- Opening Delimiter -

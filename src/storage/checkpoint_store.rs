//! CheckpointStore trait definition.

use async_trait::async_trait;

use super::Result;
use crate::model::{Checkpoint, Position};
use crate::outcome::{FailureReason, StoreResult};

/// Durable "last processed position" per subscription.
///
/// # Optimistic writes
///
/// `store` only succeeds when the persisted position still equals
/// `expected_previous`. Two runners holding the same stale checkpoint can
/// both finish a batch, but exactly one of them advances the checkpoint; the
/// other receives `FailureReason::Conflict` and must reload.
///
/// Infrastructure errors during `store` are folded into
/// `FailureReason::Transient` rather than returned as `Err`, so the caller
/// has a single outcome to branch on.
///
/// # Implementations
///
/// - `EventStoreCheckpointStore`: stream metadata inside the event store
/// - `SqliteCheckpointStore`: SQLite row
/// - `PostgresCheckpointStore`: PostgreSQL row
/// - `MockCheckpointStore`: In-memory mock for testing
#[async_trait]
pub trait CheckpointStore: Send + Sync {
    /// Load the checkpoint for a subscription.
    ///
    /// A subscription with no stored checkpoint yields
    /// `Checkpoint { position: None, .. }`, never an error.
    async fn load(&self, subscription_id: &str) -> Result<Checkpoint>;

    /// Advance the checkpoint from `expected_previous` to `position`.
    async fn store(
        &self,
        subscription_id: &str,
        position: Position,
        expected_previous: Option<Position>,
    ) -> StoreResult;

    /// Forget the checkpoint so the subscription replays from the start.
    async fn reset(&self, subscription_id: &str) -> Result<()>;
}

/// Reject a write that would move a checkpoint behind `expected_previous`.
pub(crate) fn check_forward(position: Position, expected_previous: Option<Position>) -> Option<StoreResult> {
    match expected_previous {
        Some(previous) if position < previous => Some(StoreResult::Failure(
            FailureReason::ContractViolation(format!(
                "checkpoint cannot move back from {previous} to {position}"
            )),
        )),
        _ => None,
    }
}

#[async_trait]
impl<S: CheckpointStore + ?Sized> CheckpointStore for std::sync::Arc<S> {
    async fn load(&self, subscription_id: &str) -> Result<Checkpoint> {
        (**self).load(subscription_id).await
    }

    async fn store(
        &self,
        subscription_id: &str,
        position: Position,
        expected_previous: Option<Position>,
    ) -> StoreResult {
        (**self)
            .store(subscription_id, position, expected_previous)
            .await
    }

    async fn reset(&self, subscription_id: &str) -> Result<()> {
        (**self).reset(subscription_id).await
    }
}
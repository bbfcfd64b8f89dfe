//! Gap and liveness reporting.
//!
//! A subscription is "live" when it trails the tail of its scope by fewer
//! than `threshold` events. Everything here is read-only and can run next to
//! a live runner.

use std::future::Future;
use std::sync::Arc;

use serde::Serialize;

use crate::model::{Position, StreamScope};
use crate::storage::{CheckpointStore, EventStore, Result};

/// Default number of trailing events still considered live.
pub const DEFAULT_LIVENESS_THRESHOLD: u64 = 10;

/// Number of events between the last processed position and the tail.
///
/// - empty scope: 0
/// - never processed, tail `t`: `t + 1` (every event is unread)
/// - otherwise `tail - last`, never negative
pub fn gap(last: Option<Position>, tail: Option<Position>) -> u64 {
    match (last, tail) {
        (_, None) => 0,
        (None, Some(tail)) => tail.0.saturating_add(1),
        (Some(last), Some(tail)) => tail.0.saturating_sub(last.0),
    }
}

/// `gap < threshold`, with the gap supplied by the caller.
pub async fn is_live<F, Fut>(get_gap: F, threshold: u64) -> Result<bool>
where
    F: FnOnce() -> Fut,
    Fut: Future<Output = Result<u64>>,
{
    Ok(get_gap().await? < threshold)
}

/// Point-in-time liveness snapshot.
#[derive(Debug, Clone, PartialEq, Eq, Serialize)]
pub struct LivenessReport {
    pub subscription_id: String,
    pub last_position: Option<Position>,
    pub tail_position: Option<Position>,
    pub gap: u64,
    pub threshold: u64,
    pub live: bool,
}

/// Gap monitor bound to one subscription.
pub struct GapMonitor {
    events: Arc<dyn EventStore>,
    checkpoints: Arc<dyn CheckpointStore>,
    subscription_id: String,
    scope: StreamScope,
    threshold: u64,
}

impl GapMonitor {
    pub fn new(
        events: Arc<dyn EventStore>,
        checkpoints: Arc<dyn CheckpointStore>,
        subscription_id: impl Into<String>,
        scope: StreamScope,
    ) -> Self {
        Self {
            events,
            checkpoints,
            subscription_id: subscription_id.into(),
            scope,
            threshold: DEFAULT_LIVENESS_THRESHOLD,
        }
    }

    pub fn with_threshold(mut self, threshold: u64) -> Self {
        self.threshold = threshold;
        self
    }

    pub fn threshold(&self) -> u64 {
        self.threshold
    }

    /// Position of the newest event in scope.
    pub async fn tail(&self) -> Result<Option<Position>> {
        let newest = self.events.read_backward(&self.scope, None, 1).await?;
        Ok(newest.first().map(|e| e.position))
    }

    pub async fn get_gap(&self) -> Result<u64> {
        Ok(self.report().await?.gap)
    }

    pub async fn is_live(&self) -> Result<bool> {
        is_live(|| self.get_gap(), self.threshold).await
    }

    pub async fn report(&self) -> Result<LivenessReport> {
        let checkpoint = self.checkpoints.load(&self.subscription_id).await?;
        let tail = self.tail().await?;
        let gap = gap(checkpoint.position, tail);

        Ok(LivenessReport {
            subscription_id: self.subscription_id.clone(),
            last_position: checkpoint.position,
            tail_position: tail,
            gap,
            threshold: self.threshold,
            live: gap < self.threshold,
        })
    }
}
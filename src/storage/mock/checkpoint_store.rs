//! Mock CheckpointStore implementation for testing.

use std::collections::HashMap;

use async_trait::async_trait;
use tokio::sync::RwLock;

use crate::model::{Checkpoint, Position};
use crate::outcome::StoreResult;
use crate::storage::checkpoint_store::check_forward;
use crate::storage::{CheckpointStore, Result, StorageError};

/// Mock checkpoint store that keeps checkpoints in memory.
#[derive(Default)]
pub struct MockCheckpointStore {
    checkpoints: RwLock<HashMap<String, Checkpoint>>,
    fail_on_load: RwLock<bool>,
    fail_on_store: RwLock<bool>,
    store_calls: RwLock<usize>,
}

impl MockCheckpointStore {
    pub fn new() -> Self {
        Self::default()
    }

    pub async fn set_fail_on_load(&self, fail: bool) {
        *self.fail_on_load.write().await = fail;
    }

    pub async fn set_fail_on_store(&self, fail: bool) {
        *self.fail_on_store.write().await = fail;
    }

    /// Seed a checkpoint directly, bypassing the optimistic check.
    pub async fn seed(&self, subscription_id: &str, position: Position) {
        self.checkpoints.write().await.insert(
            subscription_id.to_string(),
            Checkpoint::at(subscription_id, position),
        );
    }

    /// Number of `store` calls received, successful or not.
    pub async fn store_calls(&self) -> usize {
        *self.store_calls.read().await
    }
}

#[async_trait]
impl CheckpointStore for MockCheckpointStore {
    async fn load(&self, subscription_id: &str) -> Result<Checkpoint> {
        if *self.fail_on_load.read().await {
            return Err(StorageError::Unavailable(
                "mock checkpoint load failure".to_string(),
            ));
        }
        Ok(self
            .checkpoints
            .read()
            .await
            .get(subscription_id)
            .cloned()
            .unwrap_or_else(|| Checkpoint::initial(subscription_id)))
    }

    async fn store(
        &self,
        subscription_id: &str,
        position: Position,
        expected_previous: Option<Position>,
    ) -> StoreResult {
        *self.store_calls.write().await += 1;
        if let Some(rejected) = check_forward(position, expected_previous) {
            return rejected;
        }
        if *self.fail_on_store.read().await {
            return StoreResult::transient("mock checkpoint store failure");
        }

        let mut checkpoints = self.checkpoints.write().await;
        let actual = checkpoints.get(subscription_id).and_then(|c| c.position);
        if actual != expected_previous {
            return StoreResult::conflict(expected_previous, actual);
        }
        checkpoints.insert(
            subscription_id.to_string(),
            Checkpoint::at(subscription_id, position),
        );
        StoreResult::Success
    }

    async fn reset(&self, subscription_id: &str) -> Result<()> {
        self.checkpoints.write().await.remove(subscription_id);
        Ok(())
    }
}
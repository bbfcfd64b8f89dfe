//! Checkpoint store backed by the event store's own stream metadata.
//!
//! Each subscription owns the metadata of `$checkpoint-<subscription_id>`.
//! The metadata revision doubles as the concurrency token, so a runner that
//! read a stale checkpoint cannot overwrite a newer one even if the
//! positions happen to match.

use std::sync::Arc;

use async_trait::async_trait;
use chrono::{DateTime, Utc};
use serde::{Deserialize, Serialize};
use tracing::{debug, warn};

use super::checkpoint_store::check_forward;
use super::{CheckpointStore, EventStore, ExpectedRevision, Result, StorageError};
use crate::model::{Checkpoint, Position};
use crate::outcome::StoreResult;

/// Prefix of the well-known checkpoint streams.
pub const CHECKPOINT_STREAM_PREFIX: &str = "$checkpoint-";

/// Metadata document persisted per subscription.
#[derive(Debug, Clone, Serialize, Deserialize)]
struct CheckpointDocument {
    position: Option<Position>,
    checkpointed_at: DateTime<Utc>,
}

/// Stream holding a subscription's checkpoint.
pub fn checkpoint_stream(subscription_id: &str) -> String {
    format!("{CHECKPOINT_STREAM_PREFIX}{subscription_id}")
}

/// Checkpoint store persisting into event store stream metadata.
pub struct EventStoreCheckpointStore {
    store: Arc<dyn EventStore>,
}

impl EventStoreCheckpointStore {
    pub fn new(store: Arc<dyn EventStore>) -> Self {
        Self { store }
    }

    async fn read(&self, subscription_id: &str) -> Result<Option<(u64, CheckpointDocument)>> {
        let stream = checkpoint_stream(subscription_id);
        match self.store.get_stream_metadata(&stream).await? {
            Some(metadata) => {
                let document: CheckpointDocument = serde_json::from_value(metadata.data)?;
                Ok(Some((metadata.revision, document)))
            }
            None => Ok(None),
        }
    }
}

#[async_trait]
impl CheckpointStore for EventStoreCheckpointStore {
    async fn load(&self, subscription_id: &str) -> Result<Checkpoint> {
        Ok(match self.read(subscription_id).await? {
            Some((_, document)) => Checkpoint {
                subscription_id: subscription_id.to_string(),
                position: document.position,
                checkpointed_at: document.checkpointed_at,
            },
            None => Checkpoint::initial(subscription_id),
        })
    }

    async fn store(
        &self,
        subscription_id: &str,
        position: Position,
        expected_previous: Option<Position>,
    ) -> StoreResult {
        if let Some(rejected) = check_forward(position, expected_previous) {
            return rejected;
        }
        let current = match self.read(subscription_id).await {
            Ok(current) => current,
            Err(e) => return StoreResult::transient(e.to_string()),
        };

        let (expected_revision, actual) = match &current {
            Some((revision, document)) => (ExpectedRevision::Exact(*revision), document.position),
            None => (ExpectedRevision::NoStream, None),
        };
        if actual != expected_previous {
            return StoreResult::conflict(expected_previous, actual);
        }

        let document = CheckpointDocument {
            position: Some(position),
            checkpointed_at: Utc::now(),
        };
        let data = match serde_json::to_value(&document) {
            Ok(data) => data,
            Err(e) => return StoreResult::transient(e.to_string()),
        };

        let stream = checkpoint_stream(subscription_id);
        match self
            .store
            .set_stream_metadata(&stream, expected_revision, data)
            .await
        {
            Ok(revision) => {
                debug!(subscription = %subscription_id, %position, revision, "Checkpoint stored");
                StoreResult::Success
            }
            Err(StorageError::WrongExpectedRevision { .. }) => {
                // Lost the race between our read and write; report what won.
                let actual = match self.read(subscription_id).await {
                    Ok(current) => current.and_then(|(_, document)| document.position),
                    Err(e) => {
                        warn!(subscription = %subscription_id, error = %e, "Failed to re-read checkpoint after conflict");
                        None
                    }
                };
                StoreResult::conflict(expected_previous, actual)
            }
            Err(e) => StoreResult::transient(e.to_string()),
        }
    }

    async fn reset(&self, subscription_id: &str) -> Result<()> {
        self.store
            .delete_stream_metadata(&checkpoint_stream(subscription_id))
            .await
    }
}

- Closing Delimiter -

- Exercise aim -
Look for the string "CheckpointDocument" in the data above and return every line that has it.

- Worked solution -
struct CheckpointDocument {
    async fn read(&self, subscription_id: &str) -> Result<Option<(u64, CheckpointDocument)>> {
                let document: CheckpointDocument = serde_json::from_value(metadata.data)?;
        let document = CheckpointDocument {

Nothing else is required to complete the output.